点検商法全体の相談件数は2024年度に1万9,215件とされ、屋根工事を含む住宅リフォームのトラブルも継続して報告されています。「無料で見るだけ」の後に契約を急がせる流れに注意しましょう。

  • 「近くで工事していて、お宅の屋根が見えた」
  • 「瓦が浮いている」「板金が外れそう」と不安を伝える
  • 「無料だから見せてもらうだけ」と屋根に上がろうとする
  • 撮影した写真や動画を見せて、すぐ工事が必要だと言う
  • 「今日なら足場代を下げられる」と契約を急がせる
  • 屋根のあとに雨どい、外壁、床下など追加工事を勧める

これらのトークが出た時点で、相手が悪質だと断定する必要はありません。ただし、その場で屋根に上げる、写真だけで工事を決める、値引き期限に合わせて署名する、という流れは避けるべきです。

無料でも屋根に上らせないほうがよい理由

屋根の上は、住んでいる人が状態を直接確認しにくい場所です。訪問者が撮った写真だけでは、自宅の写真か、いつ撮ったものか、どの程度の傷みかを判断しにくくなります。

写真だけで契約しないことを先に決めておきましょう。点検の過程で部材を動かされたり、破損を指摘されたりすると、冷静に比較する時間も失われます。

屋根が実際に傷んでいる可能性は、ゼロではありません。心配なら、自分で複数の業者を調べて見積もりを依頼するのが正しい順番です。地上やベランダから見える範囲で確認し、無理に屋根へ上らないことも大切です。

契約前に見分けたい危険サイン

見積もりや説明の内容にも、急いで止まるべきサインがあります。次のような説明が重なるほど、契約前に第三者へ相談する価値が高くなります。

  • 「今日だけ」「今すぐなら安い」と期限を切る
  • 他社見積もりや家族相談を嫌がる
  • 見積書が「屋根工事一式」だけで、材料や数量が分からない
  • 火災保険や補助金の話を先に出し、負担が少ないと強調する
  • 契約書を渡す前に、足場や工事日程を決めようとする

きちんとした業者であっても、複数見積もりを取る、工事範囲を文章で確認する、契約条件を家族と見る、という手順は嫌がらないはずです。金額が100万円を超えるような工事ほど、当日中に決める必要はありません。

契約してしまったときの確認順

訪問販売で結んだ屋根工事の契約は、特定商取引法に基づくクーリング・オフの対象です。まずは契約書面を受け取った日を確認してください。一般的には、その日を含めて8日以内なら、書面や電磁的記録で通知できる可能性があります。

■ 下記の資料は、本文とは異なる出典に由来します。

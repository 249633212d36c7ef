use super::AppState;
use super::error::ApiError;
use crate::domain::ml::FeatureVector;
use crate::infrastructure::observability::metrics::{
    OUTCOME_ERROR, OUTCOME_MISSING_FEATURE, OUTCOME_OUT_OF_RANGE,
};
use axum::Json;
use axum::extract::State;
use axum::extract::rejection::JsonRejection;
use axum::http::header;
use axum::response::IntoResponse;
use serde::Serialize;
use serde_json::json;
use std::time::Instant;
use tracing::{info, info_span};
use uuid::Uuid;

pub const LIVENESS_MESSAGE: &str = "Shrimp Yield Prediction API is running";

#[derive(Debug, Serialize)]
pub struct PredictResponse {
    pub prediction: f64,
}

/// Liveness message.
pub async fn root_handler() -> impl IntoResponse {
    Json(json!({ "message": LIVENESS_MESSAGE }))
}

/// Health check with the loaded artifact summary.
pub async fn health_handler(State(state): State<AppState>) -> impl IntoResponse {
    let service = &state.service;
    Json(json!({
        "status": "ok",
        "model": service.model().name(),
        "format": service.model().format().to_string(),
        "features": service.schema().len(),
        "range_validation": state.validator.is_enabled(),
        "started_at": state.started_at.to_rfc3339(),
        "uptime_secs": state.metrics.uptime_secs(),
    }))
}

pub async fn predict_handler(
    State(state): State<AppState>,
    payload: Result<Json<FeatureVector>, JsonRejection>,
) -> Result<Json<PredictResponse>, ApiError> {
    let request_id = Uuid::new_v4();
    let span = info_span!("predict", %request_id);
    let _enter = span.enter();

    let Json(features) = payload.inspect_err(|e| {
        info!("Rejected request body: {}", e.body_text());
        state.metrics.record_outcome(OUTCOME_ERROR);
    })?;

    if let Err(violations) = state.validator.validate(&features) {
        state.metrics.record_outcome(OUTCOME_OUT_OF_RANGE);
        return Err(ApiError::OutOfRange(violations));
    }

    let started = Instant::now();
    match state.service.predict_yield(&features) {
        Ok(prediction) => {
            let elapsed = started.elapsed();
            state
                .metrics
                .record_success(prediction.value(), elapsed.as_secs_f64());
            info!("Predicted yield {:.2}% in {:?}", prediction.value(), elapsed);
            Ok(Json(PredictResponse {
                prediction: prediction.value(),
            }))
        }
        Err(e) => {
            let err = ApiError::from(e);
            let outcome = match err {
                ApiError::MissingFeature(_) => OUTCOME_MISSING_FEATURE,
                _ => OUTCOME_ERROR,
            };
            state.metrics.record_outcome(outcome);
            Err(err)
        }
    }
}

/// Prometheus scrape endpoint.
pub async fn metrics_handler(State(state): State<AppState>) -> impl IntoResponse {
    (
        [(header::CONTENT_TYPE, "text/plain; version=0.0.4")],
        state.metrics.render(),
    )
}

pub async fn not_found_handler() -> ApiError {
    ApiError::NotFound
}

pub async fn method_not_allowed_handler() -> ApiError {
    ApiError::MethodNotAllowed
}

  1. 契約日と、契約書面を受け取った日を確認する
  2. 工事前なら、作業開始や支払いをいったん止められるか確認する
  3. 通知する場合は、控えや送信記録が残る方法を選ぶ
  4. 判断に迷うときは、消費者ホットライン188か自治体の消費生活センターへ相談する
屋根の無料点検訪問後に断る、記録する、188に相談する流れを示す図解

クーリング・オフは書面で通知することが推奨されてきましたが、現在は電磁的記録で通知できる制度もあります。どの方法を選ぶ場合でも、契約書、見積書、領収書、名刺、写真、電話やメッセージの履歴を残しておくと、相談時に状況を説明しやすくなります。

相談先と準備しておくもの

契約や解約で迷う場合は、消費者ホットライン188から近くの消費生活センターへつながります。住宅リフォームの技術的な相談は住まいるダイヤル、脅しや帰らないなどの不安がある場合は警察相談専用電話#9110も選択肢になります。

  • 訪問日時、担当者名、会社名、連絡先
  • 見せられた写真や動画の内容
  • 見積書、契約書、領収書、保証書
  • 支払い状況、工事の着手状況
  • 断った後のやり取りや、帰らなかった時間の記録

相談時は、相手を責める言葉よりも、時系列と書類の有無を整理して伝えるほうが進みやすくなります。手元の情報が少なくても、契約日や相手の名刺だけで相談できることがあります。

まとめ|屋根の無料点検は契約前に一度止める

屋根の無料点検をきっかけにしたトラブルは、「少し見るだけ」の入口から始まります。突然訪問は一度止めると決めてください。業者を屋根に上らせない、写真を見せられてもその場で契約しない、必要なら自分で複数社へ見積もりを依頼する。この3つで、焦って高額契約へ進む流れを止めやすくなります。

  • 無料点検の訪問は玄関先で断る
  • 屋根の状態が心配なら、自分で依頼先を選ぶ
  • 契約後は書面の日付、工事状況、相談先を確認する

不安を感じた時点で、ひとりで判断しないことが大切です。家族、管理会社、消費生活センターなど、外部の目を入れてから次の対応を決めましょう。